DATA FOR REVIEW Block Start

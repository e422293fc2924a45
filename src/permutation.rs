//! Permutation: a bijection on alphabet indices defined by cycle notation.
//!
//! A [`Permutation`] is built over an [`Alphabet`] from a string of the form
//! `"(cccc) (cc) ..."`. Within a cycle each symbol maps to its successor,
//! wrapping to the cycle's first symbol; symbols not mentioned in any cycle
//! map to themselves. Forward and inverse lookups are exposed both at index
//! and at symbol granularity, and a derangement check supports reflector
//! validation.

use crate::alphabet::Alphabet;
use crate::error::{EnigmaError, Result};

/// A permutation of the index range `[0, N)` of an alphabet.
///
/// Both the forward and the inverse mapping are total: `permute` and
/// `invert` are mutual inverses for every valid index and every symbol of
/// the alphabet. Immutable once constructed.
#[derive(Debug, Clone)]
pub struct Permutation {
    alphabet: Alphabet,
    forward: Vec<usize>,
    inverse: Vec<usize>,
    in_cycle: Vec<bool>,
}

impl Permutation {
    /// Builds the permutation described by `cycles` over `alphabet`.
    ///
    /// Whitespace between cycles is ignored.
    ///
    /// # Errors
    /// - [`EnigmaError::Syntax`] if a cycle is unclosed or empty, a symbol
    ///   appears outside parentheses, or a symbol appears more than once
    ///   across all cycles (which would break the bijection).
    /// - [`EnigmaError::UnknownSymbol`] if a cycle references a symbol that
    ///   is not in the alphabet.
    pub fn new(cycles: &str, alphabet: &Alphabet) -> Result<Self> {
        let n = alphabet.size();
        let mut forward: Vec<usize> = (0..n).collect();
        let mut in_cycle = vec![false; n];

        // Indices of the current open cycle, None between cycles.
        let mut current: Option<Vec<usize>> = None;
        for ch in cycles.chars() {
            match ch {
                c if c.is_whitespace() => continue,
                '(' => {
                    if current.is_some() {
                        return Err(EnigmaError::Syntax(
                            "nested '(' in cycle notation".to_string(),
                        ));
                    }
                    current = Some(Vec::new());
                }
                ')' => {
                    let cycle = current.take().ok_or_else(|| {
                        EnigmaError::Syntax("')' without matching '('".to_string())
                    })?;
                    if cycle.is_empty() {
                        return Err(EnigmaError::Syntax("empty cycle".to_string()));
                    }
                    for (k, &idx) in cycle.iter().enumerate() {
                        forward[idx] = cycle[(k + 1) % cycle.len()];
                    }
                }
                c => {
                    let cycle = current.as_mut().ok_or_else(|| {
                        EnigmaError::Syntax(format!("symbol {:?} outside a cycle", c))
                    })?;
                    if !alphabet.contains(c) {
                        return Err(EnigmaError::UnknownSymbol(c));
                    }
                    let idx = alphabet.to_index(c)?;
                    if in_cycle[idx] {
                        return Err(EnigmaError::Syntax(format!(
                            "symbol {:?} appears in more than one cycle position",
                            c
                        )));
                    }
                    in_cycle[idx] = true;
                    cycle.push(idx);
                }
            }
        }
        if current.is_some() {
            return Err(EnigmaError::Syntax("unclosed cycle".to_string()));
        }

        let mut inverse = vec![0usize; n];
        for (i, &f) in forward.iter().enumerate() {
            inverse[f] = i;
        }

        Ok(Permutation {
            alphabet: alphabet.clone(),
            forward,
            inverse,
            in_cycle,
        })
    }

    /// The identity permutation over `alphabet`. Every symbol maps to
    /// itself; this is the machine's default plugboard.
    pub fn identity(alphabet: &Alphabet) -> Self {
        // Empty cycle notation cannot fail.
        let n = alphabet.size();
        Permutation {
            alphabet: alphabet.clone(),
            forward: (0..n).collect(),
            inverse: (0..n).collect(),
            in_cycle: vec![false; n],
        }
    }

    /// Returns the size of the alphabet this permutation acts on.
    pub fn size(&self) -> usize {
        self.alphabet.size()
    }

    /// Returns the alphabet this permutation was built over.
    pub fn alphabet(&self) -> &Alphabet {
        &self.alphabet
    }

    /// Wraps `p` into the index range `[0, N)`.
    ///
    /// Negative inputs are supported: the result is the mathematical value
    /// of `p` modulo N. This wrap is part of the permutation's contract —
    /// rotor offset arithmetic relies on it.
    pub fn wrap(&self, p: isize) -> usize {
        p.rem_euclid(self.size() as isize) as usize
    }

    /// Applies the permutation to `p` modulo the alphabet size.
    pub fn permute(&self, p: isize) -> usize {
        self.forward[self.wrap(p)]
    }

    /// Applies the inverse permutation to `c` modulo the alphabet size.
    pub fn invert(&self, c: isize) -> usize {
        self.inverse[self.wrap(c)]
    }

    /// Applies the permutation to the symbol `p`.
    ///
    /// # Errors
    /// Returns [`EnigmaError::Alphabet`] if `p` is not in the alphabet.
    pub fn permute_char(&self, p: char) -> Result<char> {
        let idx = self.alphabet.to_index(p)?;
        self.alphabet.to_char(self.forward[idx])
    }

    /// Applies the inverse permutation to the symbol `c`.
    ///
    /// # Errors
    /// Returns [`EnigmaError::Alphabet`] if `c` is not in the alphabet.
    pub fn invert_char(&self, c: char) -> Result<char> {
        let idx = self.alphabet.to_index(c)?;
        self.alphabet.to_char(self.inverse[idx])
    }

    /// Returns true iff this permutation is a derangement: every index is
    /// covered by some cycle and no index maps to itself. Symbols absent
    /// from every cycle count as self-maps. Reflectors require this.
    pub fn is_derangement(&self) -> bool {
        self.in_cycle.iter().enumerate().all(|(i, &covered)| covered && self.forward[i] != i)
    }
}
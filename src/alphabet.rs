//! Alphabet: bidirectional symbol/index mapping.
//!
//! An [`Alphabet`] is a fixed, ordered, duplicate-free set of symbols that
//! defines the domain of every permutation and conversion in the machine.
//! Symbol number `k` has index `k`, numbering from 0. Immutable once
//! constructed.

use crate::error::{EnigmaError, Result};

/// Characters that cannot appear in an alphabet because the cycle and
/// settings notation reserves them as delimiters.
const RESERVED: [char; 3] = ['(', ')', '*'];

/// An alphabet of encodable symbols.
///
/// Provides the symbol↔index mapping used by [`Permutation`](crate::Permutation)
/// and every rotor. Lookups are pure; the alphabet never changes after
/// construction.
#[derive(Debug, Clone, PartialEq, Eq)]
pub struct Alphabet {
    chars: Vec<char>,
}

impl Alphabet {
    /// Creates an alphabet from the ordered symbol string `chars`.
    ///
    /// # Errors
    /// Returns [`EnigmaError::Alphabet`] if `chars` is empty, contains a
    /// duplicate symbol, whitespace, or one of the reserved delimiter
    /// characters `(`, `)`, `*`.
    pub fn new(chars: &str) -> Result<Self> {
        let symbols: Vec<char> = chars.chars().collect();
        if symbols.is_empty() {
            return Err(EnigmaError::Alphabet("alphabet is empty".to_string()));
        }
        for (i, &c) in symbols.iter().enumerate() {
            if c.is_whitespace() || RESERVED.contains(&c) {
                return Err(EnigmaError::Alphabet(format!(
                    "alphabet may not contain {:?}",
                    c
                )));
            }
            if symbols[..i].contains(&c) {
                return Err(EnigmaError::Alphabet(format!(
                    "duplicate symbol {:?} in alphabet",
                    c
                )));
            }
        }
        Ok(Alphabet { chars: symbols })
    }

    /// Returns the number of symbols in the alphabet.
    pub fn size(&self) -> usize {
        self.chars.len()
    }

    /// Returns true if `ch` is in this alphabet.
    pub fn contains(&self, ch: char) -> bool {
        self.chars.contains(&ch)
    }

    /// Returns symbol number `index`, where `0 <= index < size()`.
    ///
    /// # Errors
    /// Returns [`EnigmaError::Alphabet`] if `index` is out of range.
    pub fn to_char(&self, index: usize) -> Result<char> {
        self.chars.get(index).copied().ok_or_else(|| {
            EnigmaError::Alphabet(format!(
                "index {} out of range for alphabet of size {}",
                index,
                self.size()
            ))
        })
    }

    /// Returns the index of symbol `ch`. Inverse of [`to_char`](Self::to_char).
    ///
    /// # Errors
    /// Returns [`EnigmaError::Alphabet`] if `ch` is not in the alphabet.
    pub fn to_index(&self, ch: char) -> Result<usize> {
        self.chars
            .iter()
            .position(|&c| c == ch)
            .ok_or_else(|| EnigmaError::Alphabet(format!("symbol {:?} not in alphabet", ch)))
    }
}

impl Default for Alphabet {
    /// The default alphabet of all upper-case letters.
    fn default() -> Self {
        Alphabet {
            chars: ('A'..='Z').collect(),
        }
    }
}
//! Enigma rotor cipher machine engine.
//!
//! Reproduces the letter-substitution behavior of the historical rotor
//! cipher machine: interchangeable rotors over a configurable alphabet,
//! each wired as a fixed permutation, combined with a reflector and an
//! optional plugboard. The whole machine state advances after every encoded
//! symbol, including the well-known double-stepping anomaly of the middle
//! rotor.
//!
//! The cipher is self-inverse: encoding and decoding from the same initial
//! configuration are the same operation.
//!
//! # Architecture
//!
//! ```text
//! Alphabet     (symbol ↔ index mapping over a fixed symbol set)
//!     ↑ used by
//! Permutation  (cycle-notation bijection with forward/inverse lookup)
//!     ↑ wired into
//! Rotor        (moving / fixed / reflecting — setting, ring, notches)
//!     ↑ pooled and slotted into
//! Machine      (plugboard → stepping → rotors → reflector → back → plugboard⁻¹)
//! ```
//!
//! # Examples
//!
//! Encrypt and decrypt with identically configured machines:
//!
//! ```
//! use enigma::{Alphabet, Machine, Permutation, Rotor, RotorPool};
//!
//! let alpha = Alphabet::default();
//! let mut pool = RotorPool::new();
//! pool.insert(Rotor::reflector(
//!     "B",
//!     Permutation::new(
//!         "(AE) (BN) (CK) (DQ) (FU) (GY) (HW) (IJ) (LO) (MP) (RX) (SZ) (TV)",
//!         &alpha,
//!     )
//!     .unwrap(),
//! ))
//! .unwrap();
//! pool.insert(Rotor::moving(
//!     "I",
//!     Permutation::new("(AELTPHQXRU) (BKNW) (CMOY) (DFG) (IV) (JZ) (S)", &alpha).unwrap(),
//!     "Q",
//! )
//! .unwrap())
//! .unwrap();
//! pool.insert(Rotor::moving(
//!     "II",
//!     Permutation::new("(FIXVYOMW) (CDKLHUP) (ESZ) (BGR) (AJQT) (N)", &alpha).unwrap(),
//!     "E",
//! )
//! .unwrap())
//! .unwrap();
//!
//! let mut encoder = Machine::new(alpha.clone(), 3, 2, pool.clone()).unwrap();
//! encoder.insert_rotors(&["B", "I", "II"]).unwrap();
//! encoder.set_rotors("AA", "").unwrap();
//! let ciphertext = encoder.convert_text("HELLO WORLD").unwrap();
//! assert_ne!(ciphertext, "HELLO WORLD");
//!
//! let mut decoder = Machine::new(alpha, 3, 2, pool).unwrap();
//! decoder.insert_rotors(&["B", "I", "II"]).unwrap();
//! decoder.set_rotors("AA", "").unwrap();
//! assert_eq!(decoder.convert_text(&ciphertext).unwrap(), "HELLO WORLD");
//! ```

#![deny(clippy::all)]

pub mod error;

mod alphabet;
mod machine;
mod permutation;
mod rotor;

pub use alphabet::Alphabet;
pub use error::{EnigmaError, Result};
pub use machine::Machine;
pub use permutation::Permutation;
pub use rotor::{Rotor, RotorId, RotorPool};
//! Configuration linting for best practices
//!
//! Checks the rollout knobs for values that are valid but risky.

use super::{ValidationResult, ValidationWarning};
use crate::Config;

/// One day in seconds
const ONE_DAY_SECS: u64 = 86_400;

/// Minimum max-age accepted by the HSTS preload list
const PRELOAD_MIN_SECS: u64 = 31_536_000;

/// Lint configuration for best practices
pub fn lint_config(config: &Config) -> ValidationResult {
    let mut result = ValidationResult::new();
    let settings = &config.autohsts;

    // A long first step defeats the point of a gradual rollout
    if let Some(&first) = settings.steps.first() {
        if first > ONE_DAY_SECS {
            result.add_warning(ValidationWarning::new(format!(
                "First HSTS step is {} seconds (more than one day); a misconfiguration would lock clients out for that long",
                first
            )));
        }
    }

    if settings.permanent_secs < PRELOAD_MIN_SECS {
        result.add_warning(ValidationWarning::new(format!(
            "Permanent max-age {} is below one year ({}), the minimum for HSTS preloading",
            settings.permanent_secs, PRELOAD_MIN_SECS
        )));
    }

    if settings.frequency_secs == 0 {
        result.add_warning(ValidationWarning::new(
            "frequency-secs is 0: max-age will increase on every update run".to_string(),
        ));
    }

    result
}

DATA FOR REVIEW Block End

## [DESCRIPTION OF THE TASK]
How many lines of the data contain the word "HELLO"? Answer with the number alone.

## [WRITTEN RESPONSE]
3